A curva a termo ganhou inclinação moderada, com altas de até 10 pontos-base nos trechos médios e longos, enquanto a ponta curta operou estável, refletindo a reversão do dólar que se fortaleceu ao longo do dia e renovou a pressão sobre os DIs. O mercado reagiu de forma mista às notícias fiscais, em especial ao projeto aprovado no Congresso que amplia cargos e gratificações no Executivo, somado ao desconforto pela confirmação da indicação de Guilherme Mello para a diretoria de Política Econômica do BC, cargo considerado estratégico. Gestores avaliaram que, embora o impacto fiscal imediato seja pequeno, a combinação entre ruídos políticos, ambiente externo negativo e ajustes técnicos após forte fechamento de janeiro justificou o movimento de alta nos vértices longos. Apesar disso, a variação das taxas permaneceu dentro da volatilidade diária típica, enquanto o mercado segue cético quanto a um ciclo de corte superior a 300 pontos-base, permanecendo sensível a qualquer sinal de deterioração fiscal ou interferência na autoridade monetária.

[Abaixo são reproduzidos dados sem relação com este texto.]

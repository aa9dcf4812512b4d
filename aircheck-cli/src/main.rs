mod cli;
mod config;
mod error;

use std::process;
use std::sync::Arc;

use aircheck_engine::{
    FfmpegEncoder, HttpIndexSource, HttpSegmentDownloader, LivenessMonitor, WindowScheduler,
    build_http_client,
};
use clap::Parser;
use tokio_util::sync::CancellationToken;
use tracing::{Level, error, info};
use tracing_subscriber::{filter::EnvFilter, fmt, prelude::*};

use crate::cli::Args;
use crate::config::AppConfig;
use crate::error::Result;

#[tokio::main]
async fn main() {
    let args = Args::parse();
    init_logging(args.verbose, args.quiet);

    if let Err(e) = run(args).await {
        error!("fatal: {e}");
        eprintln!("Error: {e}");
        process::exit(1);
    }
}

async fn run(args: Args) -> Result<()> {
    let app_config = AppConfig::load(&args.config)?;
    let recorder_config = Arc::new(app_config.build_recorder_config(&args)?);

    info!(
        playlist = %recorder_config.playlist_url,
        start = %recorder_config.start,
        end = %recorder_config.end,
        workers = recorder_config.fetch_workers,
        continuous = recorder_config.continuous,
        "aircheck starting"
    );

    let shutdown = CancellationToken::new();

    let liveness =
        LivenessMonitor::create(app_config.process.lock_file.clone(), shutdown.clone()).await?;
    let liveness_handle = liveness.spawn();

    // Ctrl-C requests the same orderly drain as a lock-file removal.
    {
        let shutdown = shutdown.clone();
        tokio::spawn(async move {
            if tokio::signal::ctrl_c().await.is_ok() {
                info!("interrupt received, shutting down");
                shutdown.cancel();
            }
        });
    }

    let client = build_http_client(&recorder_config)?;
    let index_source = Arc::new(HttpIndexSource::new(
        client.clone(),
        recorder_config.playlist_url.clone(),
        recorder_config.request_timeout,
    ));
    let downloader = Arc::new(HttpSegmentDownloader::new(
        client,
        recorder_config.request_timeout,
    ));
    let encoder = Arc::new(FfmpegEncoder::new(
        app_config.encoder.ffmpeg_path.clone(),
        recorder_config.base_dir.clone(),
        app_config.storage.file_prefix.clone(),
        app_config.storage.file_name.clone(),
        app_config.storage.file_suffix.clone(),
        app_config.encoder.bitrate_kbps,
        app_config.encoder.sample_rate,
        app_config.encoder.channels,
    ));

    let scheduler = WindowScheduler::new(
        Arc::clone(&recorder_config),
        index_source,
        downloader,
        encoder,
        shutdown.clone(),
    );
    let result = scheduler.run().await;

    // Stop the liveness watch and let it remove the lock file.
    shutdown.cancel();
    let _ = liveness_handle.await;

    result.map_err(Into::into)
}

fn init_logging(verbose: bool, quiet: bool) {
    let filter = if quiet {
        EnvFilter::new("error")
    } else if verbose {
        EnvFilter::new("debug")
    } else {
        EnvFilter::from_default_env().add_directive(Level::INFO.into())
    };

    tracing_subscriber::registry()
        .with(filter)
        .with(fmt::layer().with_target(false))
        .init();
}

A sessão foi de descompressão moderada dos juros futuros, com recuos de até 3 pontos-base nos trechos curtos e médios e leve queda na ponta longa, embora todas as taxas tenham fechado praticamente estáveis devido à ausência de novos vetores para deslocar a curva de forma mais significativa. O forte recuo dos yields dos Treasuries, provocado por dados mais fracos do mercado de trabalho dos EUA e pela fuga para ativos seguros, ajudou a limitar pressões sobre a curva brasileira, enquanto a estabilização do dólar ao longo da tarde favoreceu divisas emergentes. Gestores observaram que o mercado local operou relativamente descolado do exterior, refletindo mais um processo de acomodação após revisões de projeções de Selic e câmbio e dias de volatilidade elevada. O leilão de prefixados do Tesouro foi considerado de impacto neutro, com emissão menor que o esperado, contribuindo para um pregão de consolidação das taxas em um novo patamar alinhado a fundamentos domésticos.

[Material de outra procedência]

use std::path::PathBuf;

use clap::Parser;

/// Records a live HLS audio feed on a daily schedule and encodes the
/// captured segments into one output file per window.
#[derive(Debug, Parser)]
#[command(name = "aircheck", version, about)]
pub struct Args {
    /// Path to the TOML configuration file.
    #[arg(short, long, default_value = "aircheck.toml")]
    pub config: PathBuf,

    /// Override the playlist URL from the configuration file.
    #[arg(long)]
    pub playlist_url: Option<String>,

    /// Override the base directory segments and output files are written to.
    #[arg(long)]
    pub base_dir: Option<PathBuf>,

    /// Record a single window and exit, even when the configuration
    /// enables continuous mode.
    #[arg(long)]
    pub once: bool,

    /// Proxy URL (http://, https:// or socks5://).
    #[arg(long)]
    pub proxy: Option<String>,

    /// Username for proxy authentication.
    #[arg(long, requires = "proxy")]
    pub proxy_username: Option<String>,

    /// Password for proxy authentication.
    #[arg(long, requires = "proxy_username")]
    pub proxy_password: Option<String>,

    /// Enable debug logging.
    #[arg(short, long, conflicts_with = "quiet")]
    pub verbose: bool,

    /// Only log errors.
    #[arg(short, long)]
    pub quiet: bool,
}
// Recording window arithmetic: when to wait, when to record, when to stop.

use std::collections::HashSet;
use std::time::Duration;

use chrono::{Datelike, NaiveDateTime, NaiveTime, Weekday};

/// Daily wall-clock recording window.
#[derive(Debug, Clone)]
pub struct RecordingWindow {
    pub start: NaiveTime,
    pub end: NaiveTime,
    pub weekdays: HashSet<Weekday>,
    /// How far ahead of `start` the pipeline may begin recording.
    pub lead: Duration,
    /// Extra wall-clock time past `end` before discovery stops.
    pub pad: Duration,
}

/// Scheduler-facing classification of "now" against the window.
#[derive(Debug, Clone, Copy, PartialEq, Eq)]
pub enum WindowStatus {
    /// Today is not an active weekday.
    ClosedToday,
    /// Active day, before `start - lead`.
    BeforeWindow { until_open: Duration },
    /// Between `start - lead` and `end`; recording may run for `remaining`
    /// (until `end + pad`).
    Open { remaining: Duration },
    /// Past `end` for today.
    AfterWindow,
}

impl RecordingWindow {
    pub fn status(&self, now: NaiveDateTime) -> WindowStatus {
        if !self.weekdays.contains(&now.weekday()) {
            return WindowStatus::ClosedToday;
        }

        let time = now.time();
        let open_from = self.open_from();
        if time < open_from {
            let until_open = (open_from - time).to_std().unwrap_or_default();
            return WindowStatus::BeforeWindow { until_open };
        }
        if time <= self.end {
            let remaining = (self.close_at() - time).to_std().unwrap_or_default();
            return WindowStatus::Open { remaining };
        }
        WindowStatus::AfterWindow
    }

    /// Earliest time of day recording may start, clamped to midnight.
    fn open_from(&self) -> NaiveTime {
        let lead = chrono::Duration::from_std(self.lead).unwrap_or_else(|_| chrono::Duration::zero());
        let (time, wrapped) = self.start.overflowing_sub_signed(lead);
        if wrapped != 0 { NaiveTime::MIN } else { time }
    }

    /// Time of day discovery stops, clamped to the end of the day.
    fn close_at(&self) -> NaiveTime {
        let pad = chrono::Duration::from_std(self.pad).unwrap_or_else(|_| chrono::Duration::zero());
        let (time, wrapped) = self.end.overflowing_add_signed(pad);
        if wrapped != 0 {
            NaiveTime::from_hms_opt(23, 59, 59).unwrap_or(self.end)
        } else {
            time
        }
    }
}

#[cfg(test)]
mod tests {
    use super::*;
    use chrono::NaiveDate;

    fn window() -> RecordingWindow {
        RecordingWindow {
            start: NaiveTime::from_hms_opt(9, 30, 0).unwrap(),
            end: NaiveTime::from_hms_opt(10, 0, 0).unwrap(),
            weekdays: HashSet::from([Weekday::Mon, Weekday::Wed]),
            lead: Duration::from_secs(60),
            pad: Duration::from_secs(60),
        }
    }

    fn monday_at(h: u32, m: u32, s: u32) -> NaiveDateTime {
        // 2026-08-03 is a Monday.
        NaiveDate::from_ymd_opt(2026, 8, 3)
            .unwrap()
            .and_hms_opt(h, m, s)
            .unwrap()
    }

    fn tuesday_at(h: u32, m: u32, s: u32) -> NaiveDateTime {
        NaiveDate::from_ymd_opt(2026, 8, 4)
            .unwrap()
            .and_hms_opt(h, m, s)
            .unwrap()
    }

    #[test]
    fn inactive_weekday_never_opens() {
        assert_eq!(window().status(tuesday_at(9, 45, 0)), WindowStatus::ClosedToday);
    }

    #[test]
    fn before_lead_is_waiting() {
        match window().status(monday_at(9, 0, 0)) {
            WindowStatus::BeforeWindow { until_open } => {
                assert_eq!(until_open, Duration::from_secs(29 * 60));
            }
            status => panic!("unexpected status {status:?}"),
        }
    }

    #[test]
    fn lead_boundary_opens_the_window() {
        // One second before start - lead: still waiting.
        assert!(matches!(
            window().status(monday_at(9, 28, 59)),
            WindowStatus::BeforeWindow { .. }
        ));
        // Exactly start - lead: open.
        match window().status(monday_at(9, 29, 0)) {
            WindowStatus::Open { remaining } => {
                // Runs until end + pad.
                assert_eq!(remaining, Duration::from_secs(32 * 60));
            }
            status => panic!("unexpected status {status:?}"),
        }
    }

    #[test]
    fn end_is_inclusive_and_padded() {
        match window().status(monday_at(10, 0, 0)) {
            WindowStatus::Open { remaining } => {
                assert_eq!(remaining, Duration::from_secs(60));
            }
            status => panic!("unexpected status {status:?}"),
        }
        assert_eq!(window().status(monday_at(10, 0, 1)), WindowStatus::AfterWindow);
    }

    #[test]
    fn lead_larger_than_start_clamps_to_midnight() {
        let mut window = window();
        window.start = NaiveTime::from_hms_opt(0, 0, 30).unwrap();
        window.lead = Duration::from_secs(120);
        assert!(matches!(
            window.status(monday_at(0, 0, 0)),
            WindowStatus::Open { .. }
        ));
    }
}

Os juros futuros registraram forte inclinação da curva, com aceleração das altas nos vértices longos após notícia de que a bancada do PT na Câmara pretende propor mudanças constitucionais para reduzir a autonomia operacional do Banco Central, em reação às irregularidades no banco Master, o que levou as taxas longas a renovarem máximas intradia por volta das 15h30. Embora o mercado considere improvável que a proposta avance, o ruído político foi suficiente para gerar um movimento de bull steepening em um dia de agenda econômica esvaziada, enquanto a ponta curta recuou levemente, sustentada pela elevada confiança na expectativa de um corte de 50 pontos-base na Selic em março. No acumulado da semana, a curva apresentou ganho de inclinação, com queda de 12 pontos-base no DI 2027 após a ata do Copom, enquanto os vértices de 2029 e 2031 abriram diante do estresse causado pela possível indicação de Guilherme Mello ao BC. Projeções atualizadas do Santander reforçaram a visão de que a Selic deve terminar o ano em torno de 12%, e o ambiente externo, apesar de mais positivo após o dado de confiança da Universidade de Michigan, teve influência residual dentro do contexto doméstico dominante.